ТЕТЕРЕВ. Не понимаю… Сильно пьян… Совсем не понимаю…
ТАТЬЯНА. Никто не говорит со мной, как я хочу… как мне хотелось бы… я надеялась, что он… заговорит… Долго ожидала я, молча… А эта жизнь… ссоры, пошлость, мелочи… теснота… все это раздавило меня тою порой… Потихоньку, незаметно раздавило… Нет сил жить… и даже отчаяние мое бессильно… Мне страшно стало… сейчас вот… вдруг… мне страшно…
ТЕТЕРЕВ (качая головой, отходит от нее к двери и, отворив дверь, говорит, тяжело ворочая языком).
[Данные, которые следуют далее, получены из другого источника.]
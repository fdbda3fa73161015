//! Mocked crop insights.
//!
//! Disease detection and yield prediction are placeholders for real models:
//! both wait for the configured latency and return canned or trivially
//! derived results.

use std::time::Duration;

use rust_decimal::{Decimal, RoundingStrategy};
use serde::{Deserialize, Serialize};
use tracing::instrument;

/// Tons harvested per acre assumed by the yield model.
const YIELD_TONS_PER_ACRE: Decimal = Decimal::from_parts(42, 0, 0, false, 1);

/// Result of analysing a crop photo.
#[derive(Debug, Clone, PartialEq, Serialize)]
#[serde(rename_all = "camelCase")]
pub struct DiseaseReport {
    pub disease: &'static str,
    pub confidence: f64,
    pub description: &'static str,
    pub treatment: &'static str,
    pub preventive_measures: &'static [&'static str],
}

const LATE_BLIGHT: DiseaseReport = DiseaseReport {
    disease: "Late Blight",
    confidence: 0.92,
    description: "Late blight is a devastating disease that affects tomatoes and potatoes. \
                  The disease is caused by the fungus-like organism Phytophthora infestans.",
    treatment: "Apply fungicide immediately. Remove and destroy infected plants. \
                Improve air circulation.",
    preventive_measures: &[
        "Use disease-resistant varieties",
        "Maintain proper plant spacing",
        "Water at the base of plants",
        "Practice crop rotation",
    ],
};

/// Soil classes offered by the yield form.
#[derive(Debug, Clone, Copy, PartialEq, Eq, Serialize, Deserialize)]
#[serde(rename_all = "lowercase")]
pub enum SoilType {
    Loamy,
    Sandy,
    Clay,
    Silt,
}

/// Farm conditions submitted for a yield prediction.
#[derive(Debug, Clone, Deserialize)]
#[serde(rename_all = "camelCase")]
pub struct YieldInputs {
    /// Minimum temperature (°C)
    pub min_temp: f64,
    /// Maximum temperature (°C)
    pub max_temp: f64,
    /// Rainfall (mm)
    pub rainfall: f64,
    pub soil_type: SoilType,
    /// Soil moisture (%)
    pub soil_moisture: f64,
    pub soil_ph: f64,
    /// Nitrogen (mg/kg)
    pub nitrogen: f64,
    /// Phosphorus (mg/kg)
    pub phosphorus: f64,
    /// Potassium (mg/kg)
    pub potassium: f64,
    /// Organic matter (%)
    pub organic_matter: f64,
    pub location: String,
    /// Land size (acres)
    pub land_size: Decimal,
}

/// Predicted harvest for a plot.
#[derive(Debug, Clone, PartialEq, Serialize)]
#[serde(rename_all = "camelCase")]
pub struct YieldPrediction {
    /// Tons, one decimal place.
    pub predicted_yield: Decimal,
    pub confidence: f64,
    pub optimization_tips: &'static [&'static str],
}

const OPTIMIZATION_TIPS: &[&str] = &[
    "Consider increasing nitrogen application by 10%",
    "Optimal planting time would be early March",
    "Current soil conditions are favorable",
    "Irrigation schedule looks appropriate",
];

/// Mocked inference backend.
#[derive(Debug, Clone)]
pub struct InsightService {
    latency: Duration,
}

impl InsightService {
    #[must_use]
    pub const fn new(latency: Duration) -> Self {
        Self { latency }
    }

    /// Analyse a crop photo.
    #[instrument(skip(self, image), fields(bytes = image.len()))]
    pub async fn detect_disease(&self, image: &[u8]) -> DiseaseReport {
        self.simulate_latency().await;
        tracing::debug!(disease = LATE_BLIGHT.disease, "Disease detection complete");
        LATE_BLIGHT
    }

    /// Predict yield for the submitted conditions.
    #[instrument(skip(self, inputs), fields(location = %inputs.location, soil = ?inputs.soil_type))]
    pub async fn predict_yield(&self, inputs: &YieldInputs) -> YieldPrediction {
        self.simulate_latency().await;
        predict(inputs.land_size)
    }

    async fn simulate_latency(&self) {
        if !self.latency.is_zero() {
            tokio::time::sleep(self.latency).await;
        }
    }
}

fn predict(land_size: Decimal) -> YieldPrediction {
    let predicted_yield = (land_size * YIELD_TONS_PER_ACRE)
        .round_dp_with_strategy(1, RoundingStrategy::MidpointAwayFromZero);

    YieldPrediction {
        predicted_yield,
        confidence: 0.89,
        optimization_tips: OPTIMIZATION_TIPS,
    }
}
Проклятие дому сему!.. И больше ничего…
Татьяна медленно идет в свою комнату. Минута пустоты и тишины. Быстро, неслышными шагами входит Поля и за нею Нил. Они без слов проходят к окнам, и там, схватив Полю за руку, Нил вполголоса говорит.
НИЛ. Ты прости меня за давешнее… это вышло глупо и скверно… но я не умею молчать, когда хочу говорить!
ПОЛЯ (почти шепотом). Все равно… теперь все равно! Что уж мне все они? Все равно…
НИЛ. Я знаю – ты меня любишь… я вижу… я не спрашиваю тебя. Ты – смешная! Вчера сказала? отвечу завтра, мне надо подумать! Вот смешная! О чем думать – ведь любишь?
ПОЛЯ. Ну да, ну да… давно уж!..
Татьяна крадется из двери своей комнаты, встает за занавесом и слушает.
НИЛ. Мы славно будем жить, увидишь! Ты – такой милый товарищ… нужды ты не побоишься… горе – одолеешь…
ПОЛЯ (просто). С тобой – чего же бояться? Да я и так – одна не робкая… я только смирная…
НИЛ. И ты упрямая… сильная, не согнешься… Ну, вот… рад я… Ведь знал, что все так будет, а рад… страшно!
ПОЛЯ. Я тоже знала все вперед…
НИЛ. Ну? Знала? Это хорошо… Эх, хорошо жить на свете! Ведь хорошо?
ПОЛЯ. Хорошо… милый ты мой друг… славный ты мой человек…
НИЛ. Как ты это говоришь… вот великолепно сказала!
ПОЛЯ. Ну, не хвали… надо идти… надо идти… придет кто-нибудь…
НИЛ. А пускай их!..
ПОЛЯ. Нет, надо!.. Ну… поцелуй еще!..
Вырвавшись из рук Нила, она пробегает мимо Татьяны, не замечая ее. А Нил, идя за ней с улыбкой на лице, увидал Татьяну и остановился пред ней, пораженный ее присутствием и возмущенный. Она тоже молчит, глядя на него мертвыми глазами, с кривой улыбкой на лице.
НИЛ (презрительно). Подслушивала? Подглядывала? Э-эх ты!.. (Быстро уходит.)
Татьяна стоит неподвижно, как окаменевшая. Уходя, Нил оставляет дверь в сени открытой, и в комнату доносится суровый окрик старика Бессеменова: «Степанида! Кто угли рассыпал? Не видишь? Подбери!»